Komplexer stellt sich die Situation beim Einzelhandel dar. Viele Marktteilnehmer machen sich Gedanken darüber, wie sich die Märkte zukünftig entwickeln werden und ob der stationäre Handel langfristig gegen den immer mehr an Bedeutung gewinnenden E-Commerce bestehen kann. Bleibt die Frage, wie Investoren die Situation einschätzen und ob sie sich mit Retailinvestments noch wohl und auf der sicheren Seite fühlen. Die Zahlen aus 2017 sprechen in diesem Zusammenhang eine eindeutige Sprache: Mit einem Transaktionsvolumen von 13,81 Milliarden Euro verzeichneten Retailinvestments 2017 ein sehr erfolgreiches Jahr.
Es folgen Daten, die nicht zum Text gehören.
//! Rate table source.
//!
//! `HttpRateSource` pulls the full table from an external pricing service
//! in one unauthenticated GET. The trait seam exists so the cache and
//! converter can be tested against a fixed table.

use async_trait::async_trait;
use serde::Deserialize;
use std::collections::HashMap;
use std::time::Instant;

use super::error::FxError;

/// Full conversion table against one base currency.
#[derive(Debug, Clone)]
pub struct RateTable {
    pub base: String,
    pub rates: HashMap<String, f64>,
    pub fetched_at: Instant,
}

impl RateTable {
    pub fn rate(&self, code: &str) -> Result<f64, FxError> {
        self.rates
            .get(code)
            .copied()
            .ok_or_else(|| FxError::UnknownCurrency(code.to_string()))
    }
}

#[async_trait]
pub trait RateSource: Send + Sync {
    async fn fetch(&self) -> Result<RateTable, FxError>;
}

/// Wire shape of the pricing service response.
#[derive(Debug, Deserialize)]
struct RatesBody {
    rates: HashMap<String, f64>,
}

pub struct HttpRateSource {
    client: reqwest::Client,
    url: String,
    base: String,
}

impl HttpRateSource {
    pub fn new(url: impl Into<String>, base: impl Into<String>) -> Self {
        Self {
            client: reqwest::Client::new(),
            url: url.into(),
            base: base.into(),
        }
    }
}

#[async_trait]
impl RateSource for HttpRateSource {
    async fn fetch(&self) -> Result<RateTable, FxError> {
        let body: RatesBody = self
            .client
            .get(&self.url)
            .query(&[("base", self.base.as_str())])
            .send()
            .await?
            .error_for_status()?
            .json()
            .await?;

        tracing::debug!(base = %self.base, currencies = body.rates.len(), "rate table fetched");

        Ok(RateTable {
            base: self.base.clone(),
            rates: body.rates,
            fetched_at: Instant::now(),
        })
    }
}


#[cfg(test)]
mod tests {
    use super::*;
    use httpmock::prelude::*;

    #[tokio::test]
    async fn fetch_parses_rates_body() {
        let server = MockServer::start_async().await;
        let mock = server
            .mock_async(|when, then| {
                when.method(GET).path("/latest").query_param("base", "RUB");
                then.status(200)
                    .header("content-type", "application/json")
                    .body(r#"{"base":"RUB","rates":{"USD":0.0132,"EUR":0.0121}}"#);
            })
            .await;

        let source = HttpRateSource::new(server.url("/latest"), "RUB");
        let table = source.fetch().await.unwrap();

        mock.assert_async().await;
        assert_eq!(table.base, "RUB");
        assert_eq!(table.rate("USD").unwrap(), 0.0132);
        assert!(matches!(
            table.rate("ZZZ"),
            Err(FxError::UnknownCurrency(code)) if code == "ZZZ"
        ));
    }

    #[tokio::test]
    async fn fetch_rejects_http_error() {
        let server = MockServer::start_async().await;
        server
            .mock_async(|when, then| {
                when.method(GET).path("/latest");
                then.status(502);
            })
            .await;

        let source = HttpRateSource::new(server.url("/latest"), "RUB");
        assert!(matches!(source.fetch().await, Err(FxError::Fetch(_))));
    }
}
Damit wurde nicht nur das Vorjahresergebnis um knapp sieben Prozent getoppt, sondern auch das drittbeste Resultat aller Zeiten registriert.

Trotz struktureller Veränderungen der Einzelhandelslandschaft halten Investoren dieser Assetklasse also die Treue, was vor dem Hintergrund eines starken Konsums sowie steigender Beschäftigungszahlen und einer erfreulichen Reallohnentwicklung durchaus nachvollziehbar ist. Eine generelle Skepsis gegenüber Einzelhandelsimmobilien, die aus der dynamischen E-Commerce-Entwicklung resultieren könnte, ist nicht festzustellen. Es werden durchaus auch Chancen gesehen, die sich aus Anpassungsprozessen und neuen, innovativen Konzepten ergeben können. Deshalb bietet der vielschichtige Retailmarkt auch zukünftig genügend attraktive Anlagemöglichkeiten, auch wenn Käufer die einzelnen Marktsegmente etwas differenzierter betrachten werden als bisher.
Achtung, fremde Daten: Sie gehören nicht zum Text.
//! HTTP endpoint handlers.
//!
//! Handlers parse the body themselves (from `Bytes`) so a malformed JSON
//! payload produces a problem detail instead of axum's default rejection.
//! Path ids are taken as strings for the same reason. Every problem
//! response carries the request path as its `instance`.

use axum::Json;
use axum::body::Bytes;
use axum::extract::{Path, Query, State};
use axum::http::{StatusCode, Uri};
use axum::response::{IntoResponse, Response};
use serde::de::DeserializeOwned;
use serde_json::json;
use std::sync::Arc;

use crate::ledger::{HistoryPage, TransactionRecord};
use crate::loc;

use super::problem::Problem;
use super::state::AppState;
use super::types::{BalanceQuery, HistoryQuery, IncomeBody, OutcomeBody, TransferBody};

fn parse_body<T: DeserializeOwned>(bytes: &Bytes) -> Result<T, Problem> {
    serde_json::from_slice(bytes).map_err(|e| {
        Problem::new("validation", StatusCode::BAD_REQUEST)
            .with_detail("malformed JSON body")
            .with_error("body", e.to_string())
    })
}

fn parse_path_id(raw: &str) -> Result<i64, Problem> {
    raw.parse::<i64>().map_err(|_| {
        Problem::new("validation", StatusCode::BAD_REQUEST)
            .with_error("id", format!("id must be an integer, got '{raw}'"))
    })
}

/// GET /balances/{id}[?currency=CODE]
pub async fn get_balance(
    State(state): State<Arc<AppState>>,
    uri: Uri,
    Path(id): Path<String>,
    Query(query): Query<BalanceQuery>,
) -> Result<Json<String>, Problem> {
    balance_inner(state, id, query)
        .await
        .map_err(|p| p.with_instance(uri.path()))
}

async fn balance_inner(
    state: Arc<AppState>,
    id: String,
    query: BalanceQuery,
) -> Result<Json<String>, Problem> {
    let id = parse_path_id(&id)?;

    let (amount, currency) = state
        .engine
        .balance(&state.shutdown, id, query.currency.as_deref())
        .await
        .map_err(|e| Problem::from_engine(&e, "id"))?;

    Ok(Json(format!("{amount} {currency}")))
}

/// GET /balances/history/{id}?order_by&limit&offset
pub async fn get_history(
    State(state): State<Arc<AppState>>,
    uri: Uri,
    Path(id): Path<String>,
    Query(query): Query<HistoryQuery>,
) -> Result<Json<Vec<TransactionRecord>>, Problem> {
    history_inner(state, id, query)
        .await
        .map_err(|p| p.with_instance(uri.path()))
}

async fn history_inner(
    state: Arc<AppState>,
    id: String,
    query: HistoryQuery,
) -> Result<Json<Vec<TransactionRecord>>, Problem> {
    let id = parse_path_id(&id)?;

    let page = HistoryPage::from_query(
        query.order_by.as_deref(),
        query.limit.as_deref(),
        query.offset.as_deref(),
    )?;

    let records = state
        .engine
        .history(&state.shutdown, id, &page)
        .await
        .map_err(|e| Problem::from_engine(&e, "id"))?;

    Ok(Json(records))
}

/// POST /balances/transfer
pub async fn transfer(
    State(state): State<Arc<AppState>>,
    uri: Uri,
    bytes: Bytes,
) -> Result<Json<&'static str>, Problem> {
    transfer_inner(state, bytes)
        .await
        .map_err(|p| p.with_instance(uri.path()))
}

async fn transfer_inner(
    state: Arc<AppState>,
    bytes: Bytes,
) -> Result<Json<&'static str>, Problem> {
    let body: TransferBody = parse_body(&bytes)?;

    let from = *body.from_id.require("fromId")?;
    let to = *body.to_id.require("toId")?;
    let amount = body.amount.require("amount")?;
    let reason = body.reason.require("reason")?;

    state
        .engine
        .transfer(&state.shutdown, from, to, amount, reason)
        .await
        .map_err(|e| Problem::from_engine(&e, "fromId"))?;

    Ok(Json("Done!"))
}

/// POST /balances/income
pub async fn income(
    State(state): State<Arc<AppState>>,
    uri: Uri,
    bytes: Bytes,
) -> Result<Json<&'static str>, Problem> {
    income_inner(state, bytes)
        .await
        .map_err(|p| p.with_instance(uri.path()))
}

async fn income_inner(state: Arc<AppState>, bytes: Bytes) -> Result<Json<&'static str>, Problem> {
    let body: IncomeBody = parse_body(&bytes)?;

    let to = *body.to_id.require("toId")?;
    let amount = body.amount.require("amount")?;
    let reason = body.reason.opt().map(String::as_str).unwrap_or_default();

    state
        .engine
        .income(&state.shutdown, to, amount, reason)
        .await
        .map_err(|e| Problem::from_engine(&e, "toId"))?;

    Ok(Json("Done!"))
}

/// POST /balances/outcome
pub async fn outcome(
    State(state): State<Arc<AppState>>,
    uri: Uri,
    bytes: Bytes,
) -> Result<Json<&'static str>, Problem> {
    outcome_inner(state, bytes)
        .await
        .map_err(|p| p.with_instance(uri.path()))
}

async fn outcome_inner(state: Arc<AppState>, bytes: Bytes) -> Result<Json<&'static str>, Problem> {
    let body: OutcomeBody = parse_body(&bytes)?;

    let from = *body.from_id.require("fromId")?;
    let amount = body.amount.require("amount")?;
    let reason = body.reason.opt().map(String::as_str).unwrap_or_default();

    state
        .engine
        .outcome(&state.shutdown, from, amount, reason)
        .await
        .map_err(|e| Problem::from_engine(&e, "fromId"))?;

    Ok(Json("Done!"))
}

/// GET /health
pub async fn health(State(state): State<Arc<AppState>>) -> Response {
    match state.db.health_check().await {
        Ok(()) => Json(json!({
            "status": "ok",
            "version": env!("CARGO_PKG_VERSION"),
        }))
        .into_response(),
        Err(e) => {
            state.log.error(&format!("health check failed: {e}"), loc!());
            (
                StatusCode::SERVICE_UNAVAILABLE,
                Json(json!({ "status": "degraded" })),
            )
                .into_response()
        }
    }
}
Paradigmenwechsel bei Logistikimmobilien

Der Shootingstar der vergangenen Jahre sind Logistikimmobilien, was sie auch 2017 wieder eindrucksvoll unter Beweis gestellt haben. Mit einem bundesweiten Transaktionsvolumen von 9,18 Milliarden Euro wurde nicht nur ein neuer Rekord aufgestellt, sondern der bisherige Bestwert von 2015 nahezu verdoppelt. In dieser Assetklasse hat sich in den letzten Jahren ein Paradigmenwechsel vollzogen. Während Logistikinvestments früher häufig nur als hochverzinste Portfoliobeimischung gesehen wurden, haben sie sich mittlerweile zu einer attraktiven und stark nachgefragten Nutzungsart entwickelt. Gerade ausländische Investoren bringen Logistikobjekten viel Sympathie entgegen, die vor allem auf ihren positiven Erfahrungen in anderen internationalen Märkten beruht.
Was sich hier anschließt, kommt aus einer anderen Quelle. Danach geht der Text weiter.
use rust_decimal::Decimal;
use thiserror::Error;

/// Failures surfaced by the ledger store.
///
/// `NoSuchAccount` and `BalanceTooLow` are business states detected under
/// the row lock; `NoRowsAffected` is a store anomaly (a statement against a
/// row that was just confirmed to exist changed nothing) and is never shown
/// to callers as a business failure.
#[derive(Error, Debug)]
pub enum StoreError {
    #[error("database error: {0}")]
    Database(#[from] sqlx::Error),

    #[error("no balance with id {0}")]
    NoSuchAccount(i64),

    #[error("balance {have} is below the requested amount {want}")]
    BalanceTooLow { have: Decimal, want: Decimal },

    #[error("statement affected no rows")]
    NoRowsAffected,

    #[error("operation cancelled by caller")]
    Cancelled,
}
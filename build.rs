use std::process::Command;

fn main() {
    let hash = Command::new("git")
        .args(["rev-parse", "--short", "HEAD"])
        .output()
        .ok()
        .filter(|o| o.status.success())
        .map(|o| String::from_utf8_lossy(&o.stdout).trim().to_string())
        .unwrap_or_else(|| "unknown".to_string());

    println!("cargo:rustc-env=GIT_HASH={hash}");
    println!("cargo:rerun-if-changed=.git/HEAD");
}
Hinzu kommen strukturelle Anpassungen, die den Nutzermärkten neuen Schub verleihen und die Nachfrage auf neue Höchststände hieven. Hierzu gehören vor allem die dynamische Entwicklung des E-Commerce, aber auch der zusätzliche Flächenbedarf einer gut laufenden Industrie sowie anhaltende Outsourcing-Tendenzen. Da viele Umstrukturierungsprozesse, die zusätzliche Nutzernachfrage auslösen, wie zum Beispiel die berühmte letzte Meile für den Onlinehandel, noch nicht abgeschlossen sind, wird dieser Trend auch die nächsten Jahre anhalten. Damit bleiben Logistikobjekte für viele Anleger, darunter nicht zuletzt ausländische Käufer, eine sehr interessante Investitionsmöglichkeit. Ähnlich wie Logistikimmobilien haben auch Hotelinvestments seit einigen Jahren ein neues Niveau erreicht. Mit einem Investmentvolumen von fast 4,2 Milliarden Euro durchbrechen sie bereits das dritte Jahr in Folge die 4-Milliarden-Euro-Schwelle und erzielen ein außerordentlich starkes Ergebnis, das 84 Prozent über dem 10-Jahresschnitt liegt. Für die gewachsene Beliebtheit von Hotels gibt es mehrere Gründe. Besonderes wichtig ist die kontinuierlich steigende Zahl der Übernachtungen in nahezu allen deutschen Großstädten.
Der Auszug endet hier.